I think this is also a moment to reflect on our own place in the world and how we got there. From my childhood in Swindon; to the hallowed halls of Oxford Brookes University (while being a greengrocer, a tea-lady and a hamper packer during the holidays and a Beefeater waitress during term time) it’s clear that for anyone to succeed in this sector you need to be brave, work hard, take your chances and make your own luck.
There’s no doubt these high achievers have all the potential to be our industry’s great hope, and they should be exceptionally proud of where they have got to already. They all have the potential for long careers ahead of them. There will no doubt be the odd road block or seemingly insurmountable challenge, but I have absolute faith that they all have what it takes to remove and overcome them.
Have a plan
A few years ago my first piece of advice would have been to have a long term plan: set a clear goal and go for it. But with the pace of the change and the stream of opportunities we all have at our feet today, I think it’s more important to have a clear view of what’s important to you and an ongoing plan for how to achieve that every day. Make sure you have chosen to work for a company and a boss who will help you make that happen.
Our fast-paced industry also means you need to learn to learn. With the pressures of the day-to-day, it can be difficult to think about tomorrow, but with new developments happening quicker than you can scroll through your news feeds, you simply cannot rely on learning by osmosis. You have to seek the knowledge out then fully commit to learning it, understanding it and applying it.
Similarly, learn from the people around you – from those above you, below you or literally working at the desk next to you. There is so much deep expertise to be mined everywhere you look, so don’t let it go to waste.
Hearing feedback as criticism can hurt but it is essential to learn to take feedback in a positive way to help make you stronger, better, more likely to win. And not just from those around you but from anywhere you can get. Accept it, analyse it and use it.
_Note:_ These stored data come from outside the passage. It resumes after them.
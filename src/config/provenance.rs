use clap::ValueEnum;
use std::collections::BTreeMap;
use std::path::PathBuf;

/// Top-level tables of a pysurvey config file.
#[derive(Debug, Clone, Copy, PartialEq, Eq, PartialOrd, Ord, ValueEnum)]
pub enum Section {
    Defaults,
    Targeting,
    Clients,
    Tests,
    Protocols,
}

impl Section {
    pub const ALL: [Section; 5] = [
        Section::Defaults,
        Section::Targeting,
        Section::Clients,
        Section::Tests,
        Section::Protocols,
    ];

    pub fn name(self) -> &'static str {
        match self {
            Section::Defaults => "defaults",
            Section::Targeting => "targeting",
            Section::Clients => "clients",
            Section::Tests => "tests",
            Section::Protocols => "protocols",
        }
    }

    /// Every resolved key of the section, dotted with the section name.
    pub fn keys(self) -> &'static [&'static str] {
        match self {
            Section::Defaults => &["defaults.format", "defaults.quiet", "defaults.jobs"],
            Section::Targeting => &["targeting.include", "targeting.exclude", "targeting.ignore"],
            Section::Clients => &["clients.libraries"],
            Section::Tests => &[
                "tests.function_prefixes",
                "tests.class_prefixes",
                "tests.base_classes",
            ],
            Section::Protocols => &["protocols.require_protocol_base"],
        }
    }

    pub fn of_key(key: &str) -> Option<Section> {
        let (section, _) = key.split_once('.')?;
        Self::ALL.into_iter().find(|s| s.name() == section)
    }
}

impl std::fmt::Display for Section {
    fn fmt(&self, f: &mut std::fmt::Formatter<'_>) -> std::fmt::Result {
        f.write_str(self.name())
    }
}

/// The layer a resolved value came from, lowest precedence first.
#[derive(Debug, Clone, PartialEq, Eq)]
pub enum Source {
    Default,
    UserConfig(PathBuf),
    ProjectConfig(PathBuf),
    IgnoreFile(PathBuf),
    EnvVar(String),
    CliFlag(String),
}

impl std::fmt::Display for Source {
    fn fmt(&self, f: &mut std::fmt::Formatter<'_>) -> std::fmt::Result {
        match self {
            Source::Default => write!(f, "default"),
            Source::UserConfig(path) => write!(f, "user config ({})", path.display()),
            Source::ProjectConfig(path) => write!(f, "project config ({})", path.display()),
            Source::IgnoreFile(path) => write!(f, "ignore file ({})", path.display()),
            Source::EnvVar(name) => write!(f, "env var ({name})"),
            Source::CliFlag(name) => write!(f, "CLI flag ({name})"),
        }
    }
}

/// Source of every resolved key, starting from the built-in defaults.
#[derive(Debug, Clone)]
pub struct ProvenanceMap {
    entries: BTreeMap<&'static str, Source>,
}

impl Default for ProvenanceMap {
    fn default() -> Self {
        let entries = Section::ALL
            .into_iter()
            .flat_map(Section::keys)
            .map(|key| (*key, Source::Default))
            .collect();
        Self { entries }
    }
}

impl ProvenanceMap {
    /// Record that `key` now comes from `source`. Keys outside the known
    /// sections are ignored.
    pub fn set(&mut self, key: &str, source: Source) {
        match self.entries.get_mut(key) {
            Some(entry) => *entry = source,
            None => tracing::debug!(key, "ignoring provenance for unknown config key"),
        }
    }

    pub fn get(&self, key: &str) -> Option<&Source> {
        self.entries.get(key)
    }

    /// All keys in key order.
    pub fn iter(&self) -> impl Iterator<Item = (&'static str, &Source)> + '_ {
        self.entries.iter().map(|(k, v)| (*k, v))
    }

    /// Keys of one section in declaration order.
    pub fn section(&self, section: Section) -> impl Iterator<Item = (&'static str, &Source)> + '_ {
        section
            .keys()
            .iter()
            .filter_map(|key| self.entries.get(key).map(|source| (*key, source)))
    }

    /// Keys no longer at their built-in default.
    pub fn overridden(&self) -> impl Iterator<Item = (&'static str, &Source)> + '_ {
        self.iter().filter(|(_, source)| **source != Source::Default)
    }
}

#[cfg(test)]
mod tests {
    use super::*;
    use pretty_assertions::assert_eq;

    #[test]
    fn every_key_starts_at_default() {
        let map = ProvenanceMap::default();
        let total: usize = Section::ALL.iter().map(|s| s.keys().len()).sum();
        assert_eq!(map.iter().count(), total);
        assert!(map.iter().all(|(_, source)| *source == Source::Default));
        assert_eq!(map.overridden().count(), 0);
    }

    #[test]
    fn later_layers_replace_earlier_ones() {
        let mut map = ProvenanceMap::default();
        let project = PathBuf::from("/project/.pysurvey.toml");
        map.set("clients.libraries", Source::ProjectConfig(project.clone()));
        map.set("defaults.jobs", Source::ProjectConfig(project.clone()));
        map.set("defaults.jobs", Source::EnvVar("PYSURVEY_JOBS".into()));

        assert_eq!(
            map.get("clients.libraries"),
            Some(&Source::ProjectConfig(project))
        );
        let overridden: Vec<&str> = map.overridden().map(|(k, _)| k).collect();
        assert_eq!(overridden, vec!["clients.libraries", "defaults.jobs"]);
    }

    #[test]
    fn unknown_keys_are_not_recorded() {
        let mut map = ProvenanceMap::default();
        map.set("rules.high_fanout", Source::CliFlag("--fanout".into()));
        assert_eq!(map.get("rules.high_fanout"), None);
    }

    #[test]
    fn section_keys_follow_declaration_order() {
        let map = ProvenanceMap::default();
        let keys: Vec<&str> = map.section(Section::Tests).map(|(k, _)| k).collect();
        assert_eq!(
            keys,
            vec![
                "tests.function_prefixes",
                "tests.class_prefixes",
                "tests.base_classes"
            ]
        );
    }

    #[test]
    fn keys_map_back_to_sections() {
        for section in Section::ALL {
            for key in section.keys() {
                assert_eq!(Section::of_key(key), Some(section));
            }
        }
        assert_eq!(Section::of_key("rules.x"), None);
        assert_eq!(Section::of_key("defaults"), None);
    }

    #[test]
    fn display_sources() {
        assert_eq!(Source::Default.to_string(), "default");
        assert_eq!(
            Source::IgnoreFile(PathBuf::from("/project/.pysurveyignore")).to_string(),
            "ignore file (/project/.pysurveyignore)"
        );
        assert_eq!(
            Source::EnvVar("PYSURVEY_FORMAT".to_string()).to_string(),
            "env var (PYSURVEY_FORMAT)"
        );
        assert_eq!(
            Source::CliFlag("--format".to_string()).to_string(),
            "CLI flag (--format)"
        );
    }
}
#[derive(Debug, Clone, Default, Serialize)]
pub struct SymbolTable {
    /// Every symbol in pre-order source order.
    pub symbols: Vec<Symbol>,
    #[serde(skip_serializing_if = "Vec::is_empty")]
    pub bindings: Vec<Binding>,
    /// Call statements executed at import time (`app.include_router(...)`).
    #[serde(skip_serializing_if = "Vec::is_empty")]
    pub module_calls: Vec<CallShape>,
    #[serde(skip_serializing_if = "Option::is_none")]
    pub module_docstring: Option<String>,
    #[serde(skip)]
    by_node: HashMap<usize, SymbolId>,
}

impl SymbolTable {
    pub fn get(&self, id: SymbolId) -> &Symbol {
        &self.symbols[id.0]
    }

    pub fn iter(&self) -> impl Iterator<Item = &Symbol> {
        self.symbols.iter()
    }

    pub fn len(&self) -> usize {
        self.symbols.len()
    }

    pub fn is_empty(&self) -> bool {
        self.symbols.is_empty()
    }

    /// Symbol declared by a `function_definition` or `class_definition` node.
    pub fn symbol_for_node(&self, node: tree_sitter::Node<'_>) -> Option<SymbolId> {
        self.by_node.get(&node.id()).copied()
    }

    /// Module-level symbol named `name`. A later definition shadows an earlier one.
    pub fn module_level(&self, name: &str) -> Option<SymbolId> {
        self.symbols
            .iter()
            .rev()
            .find(|s| s.parent.is_none() && s.name == name)
            .map(|s| s.id)
    }

    /// Module-level class named `name`.
    pub fn class_named(&self, name: &str) -> Option<SymbolId> {
        self.module_level(name)
            .filter(|id| self.get(*id).kind == SymbolKind::Class)
    }

    /// Direct child of `parent` named `name`, last definition wins.
    pub fn child_named(&self, parent: SymbolId, name: &str) -> Option<SymbolId> {
        self.get(parent)
            .children
            .iter()
            .rev()
            .copied()
            .find(|child| self.get(*child).name == name)
    }

    /// Methods declared directly in a class body.
    pub fn methods_of(&self, class: SymbolId) -> impl Iterator<Item = &Symbol> {
        self.get(class)
            .children
            .iter()
            .map(|id| self.get(*id))
            .filter(|s| s.kind == SymbolKind::Method)
    }

    pub fn classes(&self) -> impl Iterator<Item = &Symbol> {
        self.symbols.iter().filter(|s| s.kind == SymbolKind::Class)
    }

    /// The class a method is declared in.
    pub fn enclosing_class(&self, method: SymbolId) -> Option<SymbolId> {
        let symbol = self.get(method);
        if symbol.kind != SymbolKind::Method {
            return None;
        }
        symbol.parent
    }

    /// Chain of enclosing symbols, innermost first, starting with `id` itself.
    pub fn scope_chain(&self, id: SymbolId) -> Vec<SymbolId> {
        let mut chain = vec![id];
        let mut current = self.get(id).parent;
        while let Some(parent) = current {
            chain.push(parent);
            current = self.get(parent).parent;
        }
        chain
    }
}

/// Build the symbol table of a parsed file. Unrecognized constructs are skipped
/// with a structural diagnostic; the walk always covers the whole file.
pub fn build_symbols(path: &Path, tree: &SyntaxTree, diagnostics: &mut Vec<Diagnostic>) -> SymbolTable {
    report_syntax_errors(tree.root(), path, tree.source(), diagnostics);

    let mut builder = Builder {
        path,
        source: tree.source(),
        table: SymbolTable::default(),
        diagnostics,
    };
    let root = tree.root();
    builder.table.module_docstring = docstring_of(root, tree.source());
    builder.visit_block(root, None);
    builder.table
}

struct Builder<'a> {
    path: &'a Path,
    source: &'a [u8],
    table: SymbolTable,
    diagnostics: &'a mut Vec<Diagnostic>,
}
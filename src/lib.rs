//! Static architecture facts for Python codebases.
//!
//! Each file is parsed with tree-sitter and analyzed on its own: symbols,
//! imports, resolved call sites, HTTP endpoints, outbound client calls,
//! protocols and tests. [`report::aggregate`] merges the per-file results
//! into one deterministic [`report::ProjectReport`].

pub mod analysis;
pub mod cli;
pub mod config;
pub mod errors;
pub mod graph;
pub mod output;
pub mod parse;
pub mod report;
pub mod walk;

pub use analysis::{analyze_file, AnalysisOptions, Analyzer, Diagnostic, FileAnalysis};
pub use errors::{PysurveyError, Result};
pub use parse::{PythonParser, SyntaxTree};
pub use report::{aggregate, CancelToken, FileOutcome, Pipeline, ProjectReport};
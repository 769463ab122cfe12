use crate::analysis::expr;
use crate::analysis::symbols::{Symbol, SymbolId, SymbolTable};
use crate::parse::Position;
use serde::Serialize;
use std::collections::BTreeSet;

/// A stub-only class treated as a structural interface.
#[derive(Debug, Clone, Serialize, PartialEq, Eq)]
pub struct ProtocolDef {
    pub name: String,
    pub required_members: BTreeSet<String>,
    /// One of the bases is `Protocol` (any qualification or subscript).
    pub explicit: bool,
    #[serde(skip)]
    pub id: SymbolId,
    pub position: Position,
}

#[derive(Debug, Clone, Copy, Serialize, PartialEq, Eq, PartialOrd, Ord, Hash)]
#[serde(rename_all = "snake_case")]
pub enum MatchKind {
    /// The class names the protocol in its base list.
    Nominal,
    /// The class declares every required member without naming the protocol.
    Structural,
}

#[derive(Debug, Clone, Serialize, PartialEq, Eq)]
pub struct Implementer {
    pub protocol: String,
    #[serde(rename = "class")]
    pub class_name: String,
    pub match_kind: MatchKind,
    pub position: Position,
}

/// Find protocol definitions and the same-file classes that implement them.
pub fn extract_protocols(
    symbols: &SymbolTable,
    require_protocol_base: bool,
) -> (Vec<ProtocolDef>, Vec<Implementer>) {
    let protocols: Vec<ProtocolDef> = symbols
        .classes()
        .filter(|class| class.is_stub)
        .filter_map(|class| {
            let explicit = class.bases.iter().any(|b| is_protocol_base(b));
            if require_protocol_base && !explicit {
                return None;
            }
            Some(ProtocolDef {
                name: class.qualified_name.clone(),
                required_members: symbols.methods_of(class.id).map(|m| m.name.clone()).collect(),
                explicit,
                id: class.id,
                position: class.position,
            })
        })
        .collect();

    let protocol_ids: BTreeSet<SymbolId> = protocols.iter().map(|p| p.id).collect();
    let mut implementers = Vec::new();
    for class in symbols.classes().filter(|c| !protocol_ids.contains(&c.id)) {
        let declared: BTreeSet<&str> = symbols.methods_of(class.id).map(|m| m.name.as_str()).collect();
        for protocol in &protocols {
            let match_kind = if names_base(class, symbols.get(protocol.id)) {
                MatchKind::Nominal
            } else if !protocol.required_members.is_empty()
                && protocol
                    .required_members
                    .iter()
                    .all(|member| declared.contains(member.as_str()))
            {
                MatchKind::Structural
            } else {
                continue;
            };
            implementers.push(Implementer {
                protocol: protocol.name.clone(),
                class_name: class.qualified_name.clone(),
                match_kind,
                position: class.position,
            });
        }
    }

    (protocols, implementers)
}

fn is_protocol_base(base: &str) -> bool {
    let name = expr::base_name(base);
    name.rsplit('.').next() == Some("Protocol")
}

/// `class C(P)`, `class C(mod.P)` or `class C(P[T])` name `P`.
fn names_base(class: &Symbol, protocol: &Symbol) -> bool {
    class.bases.iter().any(|base| {
        let name = expr::base_name(base);
        name == protocol.qualified_name || name.rsplit('.').next() == Some(protocol.name.as_str())
    })
}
And of course don’t be scared to give it out – but ensure you always do so constructively.
Then get out there and network. It’s actually quite fun to do once you’ve got used to it. And before you know it, you’ll know half the people in the room anyway. Decide to meet the people who can who can help you achieve your plans and ambitions. And once you’ve met and made those friends and connections, keep them along the way. They will help you in all sorts of ways.
Play your part
And as you progress through your careers, you’ll be able to use your experience, position and learning to pay it forward, be a mentor, fight for something you care about and above all demand equality for all. It is your duty.
Get a life
The final, and possibly most important, part of your journey is to make sure you have meaning in your lives outside of work, whether that means getting home for story time, learning Serbo-Croatian or running the Marathon des Sabres. It’s what we deserve as human beings and it also makes us better, more balanced, thoughtful in our work and will help you to be your best self.
Annette King is the UK chief executive of Publicis Groupe.